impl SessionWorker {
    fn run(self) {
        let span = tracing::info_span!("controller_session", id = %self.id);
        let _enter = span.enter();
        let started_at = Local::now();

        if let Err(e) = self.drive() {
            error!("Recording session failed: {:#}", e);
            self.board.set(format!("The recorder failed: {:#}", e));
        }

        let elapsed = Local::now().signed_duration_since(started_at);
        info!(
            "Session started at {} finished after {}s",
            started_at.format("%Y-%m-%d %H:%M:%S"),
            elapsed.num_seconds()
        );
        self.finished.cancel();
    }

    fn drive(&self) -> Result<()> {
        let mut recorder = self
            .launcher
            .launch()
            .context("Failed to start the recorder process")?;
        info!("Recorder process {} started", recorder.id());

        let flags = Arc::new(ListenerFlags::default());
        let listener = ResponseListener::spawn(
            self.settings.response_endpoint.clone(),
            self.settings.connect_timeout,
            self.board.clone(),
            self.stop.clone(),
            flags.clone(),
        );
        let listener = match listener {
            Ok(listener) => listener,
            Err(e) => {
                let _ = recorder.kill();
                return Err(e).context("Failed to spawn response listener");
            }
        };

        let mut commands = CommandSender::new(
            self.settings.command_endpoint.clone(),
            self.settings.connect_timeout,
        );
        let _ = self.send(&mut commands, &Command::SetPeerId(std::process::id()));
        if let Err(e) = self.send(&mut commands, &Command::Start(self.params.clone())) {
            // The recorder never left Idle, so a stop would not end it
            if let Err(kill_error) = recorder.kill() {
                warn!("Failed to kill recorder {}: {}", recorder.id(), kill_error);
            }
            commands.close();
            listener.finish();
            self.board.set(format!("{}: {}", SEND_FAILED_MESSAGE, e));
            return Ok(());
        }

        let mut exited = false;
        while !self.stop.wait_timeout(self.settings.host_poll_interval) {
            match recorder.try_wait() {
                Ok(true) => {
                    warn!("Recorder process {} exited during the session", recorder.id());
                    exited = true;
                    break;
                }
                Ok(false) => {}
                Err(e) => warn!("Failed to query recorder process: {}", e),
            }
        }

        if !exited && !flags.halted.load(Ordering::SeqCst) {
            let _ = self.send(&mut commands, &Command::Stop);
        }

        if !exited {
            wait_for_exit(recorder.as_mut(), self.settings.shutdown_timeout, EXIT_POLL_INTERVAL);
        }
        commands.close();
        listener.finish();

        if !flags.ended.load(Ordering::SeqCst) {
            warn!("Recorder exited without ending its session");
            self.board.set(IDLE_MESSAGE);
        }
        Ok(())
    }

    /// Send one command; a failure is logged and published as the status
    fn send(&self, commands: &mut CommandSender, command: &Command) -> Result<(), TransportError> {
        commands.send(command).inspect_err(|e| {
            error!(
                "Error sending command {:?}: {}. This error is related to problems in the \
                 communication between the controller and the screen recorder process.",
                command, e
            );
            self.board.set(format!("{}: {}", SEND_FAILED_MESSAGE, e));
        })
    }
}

=-=-=-=-=

**About this task**.
Give a count of the lines above that include the word "Ordering", and add nothing to it.

**Response**.
2